Após cair no golpe do amor, muitas vítimas não compartilham a informação com os amigos por vergonha. Alguns, inclusive, têm relacionamento estável ou são casados, e por isso não querem que a família descubra o uso dos aplicativos de relacionamento.
"Na própria delegacia, eles não falam a verdade. É difícil extrair informações. Eles começam contando outra história, que foram encontrar uma garota e acabaram sendo abordados [antes de chegar ao ponto de encontro], quando foram abastecer o carro. Entretanto, a gente sabe que não é isso que acontece", conta Pereira.
Evolução do modus operandi
Desde o surgimento dos golpes por aplicativos de relacionamento, os sequestradores vem aprimorando o modus operandi com o intuito de despistar as autoridades. Confira as fases dessa modalidade, segundo o delegado titular da 1ª Delegacia de Antissequestro:
1ª fase: A vítima é arrebatada pela quadrilha após marcar um encontro por aplicativo e levada para um cativeiro. No local, a conta bancária é esvaziada por meio de transferências via Pix. Os criminosos ainda praticam extorsão, ligando para a família e amigos do sequestrado.
2ª fase: Os sequestradores abandonam a extorsão e adotam um novo método para extrair mais dinheiro da vítima.

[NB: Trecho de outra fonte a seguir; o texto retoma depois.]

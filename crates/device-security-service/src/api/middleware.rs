//! Rate limiting and request logging middleware.

use crate::error::ServiceError;
use axum::{
    extract::{Request, State},
    middleware::Next,
    response::Response,
};
use governor::{
    clock::DefaultClock,
    state::{InMemoryState, NotKeyed},
    Quota, RateLimiter,
};
use std::{num::NonZeroU32, sync::Arc};
use tracing::{debug, warn};

/// Process-wide rate limiter, not keyed by caller.
pub type GlobalLimiter = RateLimiter<NotKeyed, InMemoryState, DefaultClock>;

/// Shared rate limiter handed to the middleware layer.
#[derive(Clone)]
pub struct RateLimitState {
    pub global: Arc<GlobalLimiter>,
}

impl RateLimitState {
    /// Build a limiter allowing `requests_per_minute` across all callers.
    /// A zero limit falls back to the service default of 60.
    pub fn new(requests_per_minute: u32) -> Self {
        let per_minute =
            NonZeroU32::new(requests_per_minute).unwrap_or(NonZeroU32::new(60).unwrap());

        Self {
            global: Arc::new(RateLimiter::direct(Quota::per_minute(per_minute))),
        }
    }

    /// A limiter loose enough that tests never trip it.
    pub fn permissive() -> Self {
        Self::new(1000)
    }
}

/// Reject requests over the global limit with 429 Too Many Requests.
pub async fn rate_limit_middleware(
    State(rate_limit): State<RateLimitState>,
    request: Request,
    next: Next,
) -> Result<Response, ServiceError> {
    if rate_limit.global.check().is_err() {
        warn!("Global rate limit exceeded");
        return Err(ServiceError::RateLimitExceeded);
    }

    Ok(next.run(request).await)
}

/// Log every request with its method, uri, status and duration.
pub async fn logging_middleware(request: Request, next: Next) -> Response {
    let method = request.method().clone();
    let uri = request.uri().clone();
    let start = std::time::Instant::now();

    let response = next.run(request).await;

    let duration = start.elapsed();
    let status = response.status();

    if status.is_success() {
        debug!(%method, %uri, %status, ?duration, "Request completed");
    } else {
        warn!(%method, %uri, %status, ?duration, "Request failed");
    }

    response
}
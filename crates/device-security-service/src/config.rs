//! Configuration for the device security service.

use anyhow::{Context, Result};
use serde::Deserialize;

/// Service configuration.
#[derive(Debug, Clone, Deserialize)]
pub struct Config {
    /// Server configuration
    #[serde(default)]
    pub server: ServerConfig,

    /// Rate limiting configuration
    #[serde(default)]
    pub rate_limit: RateLimitConfig,

    /// Logging configuration
    #[serde(default)]
    pub log: LogConfig,
}

#[derive(Debug, Clone, Deserialize)]
pub struct ServerConfig {
    /// Server listen address
    #[serde(default = "default_listen_addr")]
    pub listen_addr: String,

    /// Server port
    #[serde(default = "default_port")]
    pub port: u16,
}

#[derive(Debug, Clone, Deserialize)]
pub struct RateLimitConfig {
    /// Global requests per minute
    #[serde(default = "default_global_rpm")]
    pub global_per_minute: u32,
}

#[derive(Debug, Clone, Deserialize)]
pub struct LogConfig {
    /// Log level
    #[serde(default = "default_log_level")]
    pub level: String,
}

impl Default for ServerConfig {
    fn default() -> Self {
        Self {
            listen_addr: default_listen_addr(),
            port: default_port(),
        }
    }
}

impl Default for RateLimitConfig {
    fn default() -> Self {
        Self {
            global_per_minute: default_global_rpm(),
        }
    }
}

impl Default for LogConfig {
    fn default() -> Self {
        Self {
            level: default_log_level(),
        }
    }
}

fn default_listen_addr() -> String {
    "0.0.0.0".into()
}

fn default_port() -> u16 {
    3000
}

fn default_global_rpm() -> u32 {
    60
}

fn default_log_level() -> String {
    "info".into()
}

impl Config {
    /// Load configuration from environment variables.
    pub fn load() -> Result<Self> {
        // Load .env file if present
        dotenvy::dotenv().ok();

        let config = config::Config::builder()
            .add_source(
                config::Environment::default()
                    .separator("__")
                    .try_parsing(false),
            )
            .build()
            .context("Failed to build configuration")?;

        config
            .try_deserialize()
            .context("Failed to deserialize configuration")
    }
}
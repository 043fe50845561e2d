//! Device security registry: per-phone-number check/secure state machine.

mod memory;

pub use memory::DeviceSecurityRegistry;

use serde::{Deserialize, Serialize};

/// Fixed redaction prefix used when masking phone numbers for display.
const MASK_PREFIX: &str = "XXXXXX";

/// Security status reported for a device.
#[derive(Debug, Clone, Copy, Serialize, Deserialize, PartialEq, Eq)]
#[serde(rename_all = "lowercase")]
pub enum DeviceStatus {
    /// No vulnerability reported (first check, or explicitly remediated)
    Secured,
    /// Simulated vulnerability detected, remediation available
    Vulnerable,
}

/// Outcome of a `check` operation.
#[derive(Debug, Clone, PartialEq, Eq)]
pub struct CheckResult {
    pub status: DeviceStatus,
    /// Masked display form of the identifier
    pub masked_number: String,
    /// Full user-facing message with the masked identifier interpolated
    pub message: String,
    /// Detail text keyed to the status
    pub details: String,
}

/// Outcome of a `secure` operation. Always reports Secured.
#[derive(Debug, Clone, PartialEq, Eq)]
pub struct SecureResult {
    pub masked_number: String,
    pub message: String,
    pub details: String,
}

impl CheckResult {
    fn secured(masked: String) -> Self {
        Self {
            status: DeviceStatus::Secured,
            message: format!("Phone {} is Secured ✅", masked),
            details: "No clickjacking vulnerabilities detected on this device.".into(),
            masked_number: masked,
        }
    }

    fn vulnerable(masked: String) -> Self {
        Self {
            status: DeviceStatus::Vulnerable,
            message: format!("Phone {} is Not Secured ⚠️", masked),
            details: "Potential clickjacking vulnerability detected. \
                      Click below to secure your device."
                .into(),
            masked_number: masked,
        }
    }
}

impl SecureResult {
    fn applied(masked: String) -> Self {
        Self {
            message: format!("Phone {} is now Secured ✅", masked),
            details: "Security patch applied. Your device is now protected \
                      against clickjacking attacks."
                .into(),
            masked_number: masked,
        }
    }
}

/// Mask a phone number for display.
///
/// Identifiers longer than 4 characters are redacted to a fixed prefix
/// followed by the last 4 characters; shorter ones pass through unchanged.
/// Display-only; the raw identifier remains the registry key.
pub fn mask_phone_number(number: &str) -> String {
    let chars: Vec<char> = number.chars().collect();
    if chars.len() > 4 {
        let tail: String = chars[chars.len() - 4..].iter().collect();
        format!("{}{}", MASK_PREFIX, tail)
    } else {
        number.to_string()
    }
}
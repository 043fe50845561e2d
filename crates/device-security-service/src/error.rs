//! Error types for the device security service.

use axum::http::StatusCode;
use axum::response::{IntoResponse, Response};
use axum::Json;
use serde::Serialize;
use thiserror::Error;

/// Service error types.
///
/// The registry itself never fails for well-formed input; everything here
/// originates in the HTTP adapter.
#[derive(Debug, Error)]
pub enum ServiceError {
    #[error("Phone number is required")]
    MissingPhoneNumber,

    #[error("Rate limit exceeded")]
    RateLimitExceeded,
}

/// Error response body, matching the wire shape of success responses.
#[derive(Debug, Serialize)]
pub struct ErrorResponse {
    pub status: String,
    pub message: String,
}

impl IntoResponse for ServiceError {
    fn into_response(self) -> Response {
        let status = match &self {
            ServiceError::MissingPhoneNumber => StatusCode::BAD_REQUEST,
            ServiceError::RateLimitExceeded => StatusCode::TOO_MANY_REQUESTS,
        };

        let body = ErrorResponse {
            status: "error".to_string(),
            message: self.to_string(),
        };

        (status, Json(body)).into_response()
    }
}
//! Integration tests for the device security API.

use axum::{
    body::Body,
    http::{header, Request, StatusCode},
    Router,
};
use device_security_service::api::{create_router_with_rate_limit, AppState, RateLimitState};
use device_security_service::registry::DeviceSecurityRegistry;
use tower::ServiceExt;

/// Create a test app with a fresh registry and a permissive rate limit.
fn create_test_app() -> Router {
    let state = AppState::new(DeviceSecurityRegistry::new());
    create_router_with_rate_limit(state, RateLimitState::permissive())
}

fn post_json(uri: &str, body: serde_json::Value) -> Request<Body> {
    Request::builder()
        .method("POST")
        .uri(uri)
        .header(header::CONTENT_TYPE, "application/json")
        .body(Body::from(body.to_string()))
        .unwrap()
}

async fn body_json(response: axum::response::Response) -> serde_json::Value {
    let body = axum::body::to_bytes(response.into_body(), usize::MAX)
        .await
        .unwrap();
    serde_json::from_slice(&body).unwrap()
}

#[tokio::test]
async fn test_health_endpoint() {
    let app = create_test_app();

    let response = app
        .oneshot(
            Request::builder()
                .uri("/health")
                .body(Body::empty())
                .unwrap(),
        )
        .await
        .unwrap();

    assert_eq!(response.status(), StatusCode::OK);

    let json = body_json(response).await;
    assert_eq!(json["status"], "ok");
    assert_eq!(json["tracked_devices"], 0);
    assert_eq!(json["secured_devices"], 0);
}

#[tokio::test]
async fn test_first_check_reports_secured() {
    let app = create_test_app();

    let response = app
        .oneshot(post_json(
            "/api/check",
            serde_json::json!({"phoneNumber": "5551234567"}),
        ))
        .await
        .unwrap();

    assert_eq!(response.status(), StatusCode::OK);

    let json = body_json(response).await;
    assert_eq!(json["status"], "success");
    assert_eq!(json["message"], "Phone XXXXXX4567 is Secured ✅");
    assert_eq!(
        json["details"],
        "No clickjacking vulnerabilities detected on this device."
    );
}

#[tokio::test]
async fn test_second_check_reports_vulnerable() {
    let app = create_test_app();

    let request = serde_json::json!({"phoneNumber": "5551234567"});
    app.clone()
        .oneshot(post_json("/api/check", request.clone()))
        .await
        .unwrap();

    let response = app
        .oneshot(post_json("/api/check", request))
        .await
        .unwrap();

    assert_eq!(response.status(), StatusCode::OK);

    let json = body_json(response).await;
    assert_eq!(json["status"], "vulnerable");
    assert_eq!(json["message"], "Phone XXXXXX4567 is Not Secured ⚠️");
    assert!(json["details"]
        .as_str()
        .unwrap()
        .contains("clickjacking vulnerability detected"));
}

#[tokio::test]
async fn test_secure_then_check_stays_secured() {
    let app = create_test_app();
    let request = serde_json::json!({"phoneNumber": "5551234567"});

    // Two checks flag the number as vulnerable
    for _ in 0..2 {
        app.clone()
            .oneshot(post_json("/api/check", request.clone()))
            .await
            .unwrap();
    }

    // Remediate
    let response = app
        .clone()
        .oneshot(post_json("/api/secure", request.clone()))
        .await
        .unwrap();
    assert_eq!(response.status(), StatusCode::OK);

    let json = body_json(response).await;
    assert_eq!(json["status"], "success");
    assert_eq!(json["message"], "Phone XXXXXX4567 is now Secured ✅");
    assert!(json["details"]
        .as_str()
        .unwrap()
        .contains("Security patch applied"));

    // Every later check reports secured again
    for _ in 0..3 {
        let response = app
            .clone()
            .oneshot(post_json("/api/check", request.clone()))
            .await
            .unwrap();
        let json = body_json(response).await;
        assert_eq!(json["status"], "success");
    }
}

#[tokio::test]
async fn test_secure_is_idempotent_over_http() {
    let app = create_test_app();
    let request = serde_json::json!({"phoneNumber": "5551234567"});

    let first = body_json(
        app.clone()
            .oneshot(post_json("/api/secure", request.clone()))
            .await
            .unwrap(),
    )
    .await;
    let second = body_json(
        app.clone()
            .oneshot(post_json("/api/secure", request))
            .await
            .unwrap(),
    )
    .await;

    assert_eq!(first, second);

    // Only one secured device recorded
    let health = body_json(
        app.oneshot(
            Request::builder()
                .uri("/health")
                .body(Body::empty())
                .unwrap(),
        )
        .await
        .unwrap(),
    )
    .await;
    assert_eq!(health["secured_devices"], 1);
}

#[tokio::test]
async fn test_empty_phone_number_rejected() {
    let app = create_test_app();

    let response = app
        .oneshot(post_json("/api/check", serde_json::json!({"phoneNumber": ""})))
        .await
        .unwrap();

    assert_eq!(response.status(), StatusCode::BAD_REQUEST);

    let json = body_json(response).await;
    assert_eq!(json["status"], "error");
    assert_eq!(json["message"], "Phone number is required");
}

#[tokio::test]
async fn test_missing_phone_number_rejected() {
    let app = create_test_app();

    for uri in ["/api/check", "/api/secure"] {
        let response = app
            .clone()
            .oneshot(post_json(uri, serde_json::json!({})))
            .await
            .unwrap();

        assert_eq!(response.status(), StatusCode::BAD_REQUEST);

        let json = body_json(response).await;
        assert_eq!(json["status"], "error");
        assert_eq!(json["message"], "Phone number is required");
    }
}

#[tokio::test]
async fn test_short_number_not_masked() {
    let app = create_test_app();

    let response = app
        .oneshot(post_json(
            "/api/check",
            serde_json::json!({"phoneNumber": "12"}),
        ))
        .await
        .unwrap();

    assert_eq!(response.status(), StatusCode::OK);

    let json = body_json(response).await;
    assert_eq!(json["status"], "success");
    assert_eq!(json["message"], "Phone 12 is Secured ✅");
}

#[tokio::test]
async fn test_distinct_raw_numbers_are_distinct_devices() {
    let app = create_test_app();

    // Same number in two formats; each gets its own first-check pass
    for number in ["5551234567", "+15551234567"] {
        let response = app
            .clone()
            .oneshot(post_json(
                "/api/check",
                serde_json::json!({"phoneNumber": number}),
            ))
            .await
            .unwrap();
        let json = body_json(response).await;
        assert_eq!(json["status"], "success");
    }
}

#[tokio::test]
async fn test_concurrent_first_checks_serialize() {
    let app = create_test_app();
    let request = serde_json::json!({"phoneNumber": "5551234567"});

    let (a, b) = tokio::join!(
        app.clone().oneshot(post_json("/api/check", request.clone())),
        app.clone().oneshot(post_json("/api/check", request)),
    );

    let a = body_json(a.unwrap()).await;
    let b = body_json(b.unwrap()).await;

    let statuses = [a["status"].as_str().unwrap(), b["status"].as_str().unwrap()];
    // Exactly one of the two racing checks sees the first-check pass
    assert!(statuses.contains(&"success"));
    assert!(statuses.contains(&"vulnerable"));
}

#[tokio::test]
async fn test_rate_limiting() {
    let state = AppState::new(DeviceSecurityRegistry::new());
    // Very restrictive rate limit: 1 request per minute
    let app = create_router_with_rate_limit(state, RateLimitState::new(1));
    let request = serde_json::json!({"phoneNumber": "5551234567"});

    let response = app
        .clone()
        .oneshot(post_json("/api/check", request.clone()))
        .await
        .unwrap();
    assert_eq!(response.status(), StatusCode::OK);

    let response = app
        .clone()
        .oneshot(post_json("/api/check", request))
        .await
        .unwrap();
    assert_eq!(response.status(), StatusCode::TOO_MANY_REQUESTS);

    let json = body_json(response).await;
    assert_eq!(json["status"], "error");

    // Health endpoint is exempt from rate limiting
    let response = app
        .oneshot(
            Request::builder()
                .uri("/health")
                .body(Body::empty())
                .unwrap(),
        )
        .await
        .unwrap();
    assert_eq!(response.status(), StatusCode::OK);
}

Fingem ser o sequestrado e mandam mensagens a familiares ou amigos em que pedem dinheiro emprestado, por exemplo, para consertar o carro.
3ª fase: Os criminosos deixaram de entrar em contato com familiares e amigos para não atrair a atenção da polícia.
O delegado também explica que, além das transferências via Pix, as quadrilhas criam várias contas em bancos digitais em nome da vítima e fazem empréstimos pré-aprovados. "Depois de liberar a vítima, continuam manipulando essas contas 'laranjas'. Às vezes a pessoa só descobre que uma conta foi aberta quando o banco cobra o empréstimo", relata.
Cuidados
O especialista em segurança pública Alan Fernandes e o advogado Daniel Bialski apontam duas dicas principais para não cair no golpe do amor: verificar se a mulher do perfil de aplicativo realmente existe, consultando outras redes sociais, e marcar encontros em locais públicos.
Outro lado
Questionada sobre a colaboração com a polícia, a Inner Circle afirmou que "quando recebemos uma solicitação oficial de dados feita pela polícia, nós compartilhamos com eles todas as informações cruciais que darão suporte à investigação policial".
"Conseguimos reduzir ao mínimo essas solicitações graças ao nosso processo de triagem híbrido que, ao lado da detecção automatizada de golpes, possui detecção humana para impedir que perfis falsos e golpistas entrem no Inner Circle. Nós inovamos constantemente esta área com novos sistemas de segurança para aumentar a barreira de entrada dessas pessoas no app e somos o único aplicativo de relacionamentos fazendo isso atualmente", ainda declarou a empresa.
Enquanto, o Happn alegou que "as autoridades locais podem sempre entrar em contato com o atendimento ao cliente, direcionando a solicitação diretamente para nossa equipe jurídica. Nesse cenário, o serviço jurídico solicitará informações importantes para identificar e investigar a situação diretamente com a polícia. Todas as informações que compartilhamos com as autoridades são totalmente protegidas, pois as compartilhamos por meio de um processo altamente seguro para garantir que tudo permaneça confidencial".
A plataforma também compartilhou algumas dicas de segurança aos usuários como dar preferência a perfis certificados, conversar com o crush no aplicativo o máximo possível, marcar encontro em local público e entrar em contato com o suporte do Happn caso alguém esteja violando as regras do aplicativo.
Procurado, o Tinder não respondeu aos questionamentos da reportagem.